Родилась я и всю жизнь живу в абсолютно русскоязычном городе Мариуполе, который два года как обороняется от «русского мира». На первый взгляд, это полный абсурд, и какой спичкой разожгли огонь этой войны, может, когда-то история и рассудит. Много вопросов, и каждый имеет свой взгляд, но когда я где-то слышу о языковом вопросе, то хочу спросить: «А что это вообще и кто его выдумал?»
Может, это когда в Мариуполе открывают бесплатные курсы украинского языка для всех желающих, и их оказывается столько, что из школьного класса мероприятие переносят в актовый зал, чтобы всем хватило места. При том, что это событие вовсе не афишируется местными СМИ.
Или когда талантливая тринадцатилетняя мариупольская девочка Анна Полякова пишет стихотворения на чистом украинском языке о войне и мире на нашей земле, от которых слезы наворачиваются на глаза от этой боли...
Или когда весенним субботним утром на «Восточном» слышны минометные канонады, а я бегу в детскую библиотеку на курсы украинского языка и думаю: «Cостоятся ли они вообще-то?» Вбегаю в помещение, а там уже много таких, как я, собралось, и наша Елена Ивановна уже что-то рассказывает. Они стреляют, а мы учим родной язык (сюрреализм какой-то, но так мы сейчас и живем).
Так что же это за языковой вопрос все же? Если просто, это, очевидно, то, когда запрещают на всех уровнях использовать какой-то отдельный язык? Если так, то пока еще я такого не встречала в своей жизни, хотя недавно произошел один случай. Расскажу, как было, от первого лица.
Я работаю в одном банковском учреждении, и за эти два года войны, после того как Донецк превратился в оккупированный город, куда пришел «русский мир» и людей освободили от «фашистов», а вместе с тем и еще от многого.
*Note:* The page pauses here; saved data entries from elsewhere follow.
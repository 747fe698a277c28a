//! Fixed permutation table shared by the gradient noise generators.
//!
//! The table is Ken Perlin's reference permutation of `0..=255`, doubled to
//! 512 entries at compile time so that `perm(i + j)` never needs a modulo for
//! `i, j < 256`. It is never regenerated: reseeding it would make every noise
//! value irreproducible.

/// The canonical 256-entry permutation.
pub const PERMUTATION: [u8; 256] = [
    151, 160, 137, 91, 90, 15, 131, 13, 201, 95, 96, 53, 194, 233, 7, 225, 140, 36, 103, 30, 69,
    142, 8, 99, 37, 240, 21, 10, 23, 190, 6, 148, 247, 120, 234, 75, 0, 26, 197, 62, 94, 252, 219,
    203, 117, 35, 11, 32, 57, 177, 33, 88, 237, 149, 56, 87, 174, 20, 125, 136, 171, 168, 68, 175,
    74, 165, 71, 134, 139, 48, 27, 166, 77, 146, 158, 231, 83, 111, 229, 122, 60, 211, 133, 230,
    220, 105, 92, 41, 55, 46, 245, 40, 244, 102, 143, 54, 65, 25, 63, 161, 1, 216, 80, 73, 209, 76,
    132, 187, 208, 89, 18, 169, 200, 196, 135, 130, 116, 188, 159, 86, 164, 100, 109, 198, 173, 186,
    3, 64, 52, 217, 226, 250, 124, 123, 5, 202, 38, 147, 118, 126, 255, 82, 85, 212, 207, 206, 59,
    227, 47, 16, 58, 17, 182, 189, 28, 42, 223, 183, 170, 213, 119, 248, 152, 2, 44, 154, 163, 70,
    221, 153, 101, 155, 167, 43, 172, 9, 129, 22, 39, 253, 19, 98, 108, 110, 79, 113, 224, 232, 178,
    185, 112, 104, 218, 246, 97, 228, 251, 34, 242, 193, 238, 210, 144, 12, 191, 179, 162, 241, 81,
    51, 145, 235, 249, 14, 239, 107, 49, 192, 214, 31, 181, 199, 106, 157, 184, 84, 204, 176, 115,
    121, 50, 45, 127, 4, 150, 254, 138, 236, 205, 93, 222, 114, 67, 29, 24, 72, 243, 141, 128, 195,
    78, 66, 215, 61, 156, 180,
];

/// Length of the doubled lookup table.
pub const TABLE_SIZE: usize = 512;

const fn doubled() -> [u8; TABLE_SIZE] {
    let mut table = [0u8; TABLE_SIZE];
    let mut i = 0;
    while i < TABLE_SIZE {
        table[i] = PERMUTATION[i & 255];
        i += 1;
    }
    table
}

/// Permutation table doubled for wrap-free indexing.
pub static P: [u8; TABLE_SIZE] = doubled();

/// Look up the permutation value at `index`, masked into `[0, 511]`.
#[inline]
pub fn perm(index: usize) -> usize {
    P[index & (TABLE_SIZE - 1)] as usize
}

/// Look up `perm(index) % 12`, the 3D simplex gradient index.
#[inline]
pub fn perm_mod12(index: usize) -> usize {
    perm(index) % 12
}

#[cfg(test)]
mod tests {
    use super::*;

    #[test]
    fn test_permutation_is_a_permutation() {
        let mut seen = [false; 256];
        for &v in PERMUTATION.iter() {
            assert!(!seen[v as usize], "duplicate value {}", v);
            seen[v as usize] = true;
        }
        assert!(seen.iter().all(|&s| s));
    }

    #[test]
    fn test_table_is_doubled() {
        for i in 0..256 {
            assert_eq!(P[i], P[i + 256]);
            assert_eq!(P[i], PERMUTATION[i]);
        }
    }

    #[test]
    fn test_lookup_masks_large_indices() {
        assert_eq!(perm(0), perm(512));
        assert_eq!(perm(3), perm(512 * 7 + 3));
        assert_eq!(perm(usize::MAX), P[511] as usize);
    }

    #[test]
    fn test_mod12_range() {
        for i in 0..TABLE_SIZE {
            assert!(perm_mod12(i) < 12);
        }
    }
}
Поэтому почти ежедневно общаюсь с людьми, которые едут из той оккупации в Мариуполь, чтобы решить какие-то финансовые вопросы. Многое слышала я от этих людей, и это отдельные страницы этой страшной гибридной войны, но один случай меня поразил, потому что резануло как ножом.
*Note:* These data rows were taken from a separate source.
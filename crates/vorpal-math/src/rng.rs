//! Random bit source using PCG32.
//!
//! Distributions sample from a single process-wide generator that is seeded
//! from OS entropy on first use and can only be reseeded as a whole. Code
//! that needs its own stream passes a [`DeterministicRng`] (or any
//! [`RngCore`]) to `sample_with` instead.

use parking_lot::{const_mutex, Mutex};
use rand::distributions::uniform::{SampleRange, SampleUniform};
use rand::{Rng, SeedableRng};
use rand_pcg::Pcg32;

pub use rand::RngCore;

/// PCG32 bit source. Equal seeds give equal streams on every platform.
#[derive(Clone, Debug)]
pub struct DeterministicRng {
    inner: Pcg32,
}

impl DeterministicRng {
    pub fn new(seed: u64) -> Self {
        Self {
            inner: Pcg32::seed_from_u64(seed),
        }
    }

    /// Seeded from OS entropy; not reproducible.
    pub fn from_entropy() -> Self {
        Self {
            inner: Pcg32::from_entropy(),
        }
    }

    /// Uniform in `[0, 1)`.
    #[inline]
    pub fn gen_f64(&mut self) -> f64 {
        self.inner.gen()
    }

    /// Uniform over `range`; panics on an empty range like [`Rng::gen_range`].
    #[inline]
    pub fn gen_range<T, R>(&mut self, range: R) -> T
    where
        T: SampleUniform,
        R: SampleRange<T>,
    {
        self.inner.gen_range(range)
    }
}

impl RngCore for DeterministicRng {
    fn next_u32(&mut self) -> u32 {
        self.inner.next_u32()
    }

    fn next_u64(&mut self) -> u64 {
        self.inner.next_u64()
    }

    fn fill_bytes(&mut self, dest: &mut [u8]) {
        self.inner.fill_bytes(dest)
    }

    fn try_fill_bytes(&mut self, dest: &mut [u8]) -> Result<(), rand::Error> {
        self.inner.try_fill_bytes(dest)
    }
}

static GLOBAL_RNG: Mutex<Option<DeterministicRng>> = const_mutex(None);

/// Reseed the process-wide generator.
///
/// After `reseed(s)`, the sequence of draws made through the global source is
/// identical from run to run.
pub fn reseed(seed: u64) {
    tracing::debug!(seed, "reseeding global rng");
    *GLOBAL_RNG.lock() = Some(DeterministicRng::new(seed));
}

/// Run `f` with exclusive access to the process-wide generator.
///
/// `f` must not call back into anything that takes the global generator
/// again (such as `Distribution::sample`); pass the provided generator down
/// instead.
pub fn with_global_rng<T>(f: impl FnOnce(&mut DeterministicRng) -> T) -> T {
    let mut guard = GLOBAL_RNG.lock();
    let rng = guard.get_or_insert_with(|| {
        tracing::trace!("seeding global rng from entropy");
        DeterministicRng::from_entropy()
    });
    f(rng)
}

#[cfg(test)]
mod tests {
    use super::*;

    fn stream(seed: u64) -> Vec<u32> {
        let mut rng = DeterministicRng::new(seed);
        (0..16).map(|_| rng.next_u32()).collect()
    }

    #[test]
    fn test_seed_fixes_stream() {
        assert_eq!(stream(42), stream(42));
        assert_ne!(stream(42), stream(43));
    }

    #[test]
    fn test_clone_continues_identically() {
        let mut a = DeterministicRng::new(5);
        a.gen_f64();
        let mut b = a.clone();
        for _ in 0..32 {
            assert_eq!(a.next_u64(), b.next_u64());
        }
    }

    #[test]
    fn test_unit_interval() {
        let mut rng = DeterministicRng::new(7);
        for _ in 0..1000 {
            assert!((0.0..1.0).contains(&rng.gen_f64()));
        }
    }

    #[test]
    fn test_global_rng_is_usable() {
        let v = with_global_rng(|rng| rng.gen_range(0..10));
        assert!((0..10).contains(&v));
    }
}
Март, 2016 год. Садится ко мне мужчина лет 50. Поздоровались, и сразу же замечаю, что он очень нервозный. Оказалось, что он из Донецка, выехал где-то в три утра, а уже было где-то два часа после обеда, да еще хочет «быстро» сегодня же вернуться домой. Поэтому все время обозляется (в том числе и на меня, потому что якобы его задерживаю). Я даю ему документ, в котором клиент должен написать свои ФИО и адрес (общались мы на русском).
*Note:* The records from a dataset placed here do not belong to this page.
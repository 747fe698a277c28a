//! Angles tagged with their unit, and scalar range helpers.

use serde::{Deserialize, Serialize};
use std::f64::consts::{PI, TAU};

/// Unit an [`Angle`] value is expressed in.
#[derive(Debug, Clone, Copy, PartialEq, Eq, Hash, Serialize, Deserialize)]
#[serde(rename_all = "snake_case")]
pub enum AngleUnit {
    Degrees,
    Radians,
}

/// An angle value paired with its unit.
///
/// Trigonometric functions always evaluate through radians, so the unit only
/// matters for display and normalization.
#[derive(Debug, Clone, Copy, PartialEq, Serialize, Deserialize)]
pub struct Angle {
    pub value: f64,
    pub unit: AngleUnit,
}

impl Angle {
    /// Full turn in radians.
    pub const TWO_PI: f64 = TAU;

    pub fn new(value: f64, unit: AngleUnit) -> Self {
        Self { value, unit }
    }

    pub fn degrees(value: f64) -> Self {
        Self::new(value, AngleUnit::Degrees)
    }

    pub fn radians(value: f64) -> Self {
        Self::new(value, AngleUnit::Radians)
    }

    /// Arcsine of `x`, in radians.
    pub fn asin(x: f64) -> Self {
        Self::radians(x.asin())
    }

    /// Arccosine of `x`, in radians.
    pub fn acos(x: f64) -> Self {
        Self::radians(x.acos())
    }

    /// Arctangent of `x`, in radians.
    pub fn atan(x: f64) -> Self {
        Self::radians(x.atan())
    }

    /// Angle of the point `(x, y)` measured from the positive x axis.
    pub fn atan2(y: f64, x: f64) -> Self {
        Self::radians(y.atan2(x))
    }

    /// The same angle expressed in degrees.
    pub fn to_degrees(self) -> Self {
        match self.unit {
            AngleUnit::Degrees => self,
            AngleUnit::Radians => Self::degrees(self.value * 180.0 / PI),
        }
    }

    /// The same angle expressed in radians.
    pub fn to_radians(self) -> Self {
        match self.unit {
            AngleUnit::Degrees => Self::radians(self.value * PI / 180.0),
            AngleUnit::Radians => self,
        }
    }

    /// Wrap into `[0, 360)` degrees or `[0, 2π)` radians, keeping the unit.
    pub fn normalize(self) -> Self {
        let period = match self.unit {
            AngleUnit::Degrees => 360.0,
            AngleUnit::Radians => TAU,
        };
        if (0.0..period).contains(&self.value) {
            return self;
        }
        let wrapped = self.value.rem_euclid(period);
        // rem_euclid can round up to exactly `period` for tiny negative inputs
        let wrapped = if wrapped >= period { 0.0 } else { wrapped };
        Self::new(wrapped, self.unit)
    }

    pub fn sin(self) -> f64 {
        self.to_radians().value.sin()
    }

    pub fn cos(self) -> f64 {
        self.to_radians().value.cos()
    }

    pub fn tan(self) -> f64 {
        self.to_radians().value.tan()
    }
}

/// Map `value` from the range `[from_min, from_max]` onto `[to_min, to_max]`.
///
/// Values outside the source range extrapolate linearly.
pub fn remap(value: f64, from_min: f64, from_max: f64, to_min: f64, to_max: f64) -> f64 {
    (value - from_min) * (to_max - to_min) / (from_max - from_min) + to_min
}

#[cfg(test)]
mod tests {
    use super::*;

    #[test]
    fn test_unit_conversion() {
        let right = Angle::degrees(90.0).to_radians();
        assert_eq!(right.unit, AngleUnit::Radians);
        assert!((right.value - PI / 2.0).abs() < 1e-12);

        let half = Angle::radians(PI).to_degrees();
        assert_eq!(half.unit, AngleUnit::Degrees);
        assert!((half.value - 180.0).abs() < 1e-12);
    }

    #[test]
    fn test_normalize_degrees() {
        assert_eq!(Angle::degrees(-90.0).normalize().value, 270.0);
        assert_eq!(Angle::degrees(720.0).normalize().value, 0.0);
        assert_eq!(Angle::degrees(45.0).normalize().value, 45.0);
    }

    #[test]
    fn test_normalize_radians() {
        let a = Angle::radians(-PI / 2.0).normalize();
        assert!((a.value - 1.5 * PI).abs() < 1e-12);
        assert_eq!(Angle::radians(TAU).normalize().value, 0.0);
    }

    #[test]
    fn test_trig_uses_radians() {
        assert!((Angle::degrees(30.0).sin() - 0.5).abs() < 1e-12);
        assert!((Angle::radians(0.0).cos() - 1.0).abs() < 1e-12);
        assert!((Angle::degrees(45.0).tan() - 1.0).abs() < 1e-12);
    }

    #[test]
    fn test_remap() {
        assert_eq!(remap(5.0, 0.0, 10.0, 0.0, 100.0), 50.0);
        assert_eq!(remap(0.0, -1.0, 1.0, 0.0, 255.0), 127.5);
        assert_eq!(remap(20.0, 0.0, 10.0, 0.0, 1.0), 2.0);
    }
}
Я: — Напишите, пожалуйста, ваши ФИО и адрес.
Он: — По-русски или по-украински писать? (Кстати, почему-то так спрашивают только люди, которые приезжают из оккупированных мест, местные не задумываясь пишут, как им заблагорассудится, на автомате).
Я: — Пишите по-русски.
Он: (маленькая пауза, смотрит в глаза.) — А можно по-украински?
Я: — ??? Конечно, можно.
Он: (уже медленно и будто никуда и не спешит уже) — Странная вещь... я раньше эту «мову» терпеть не мог. А сейчас аж не хватает, ведь у нас все на русском, а сюда приехал, как услышал, и аж защемило что-то внутри...(задумался на минуту). Странное дело. Как вы думаете, что это???
А я ничего не ответила ему, только улыбнулась, и вон тоже улыбнулся в ответ, впервые за это время.
* * *
Вот такой он, языковой вопрос... у каждого свой.
Кстати, потом уже мне стало интересно, почему же ему так остро, очевидно, на каком-то генетическом уровне не хватает того языка, который он раньше и слышать не хотел? Я посмотрела, где же родился этот мужчина из Донецка — Луганская область, Перевальский район, с.Городище.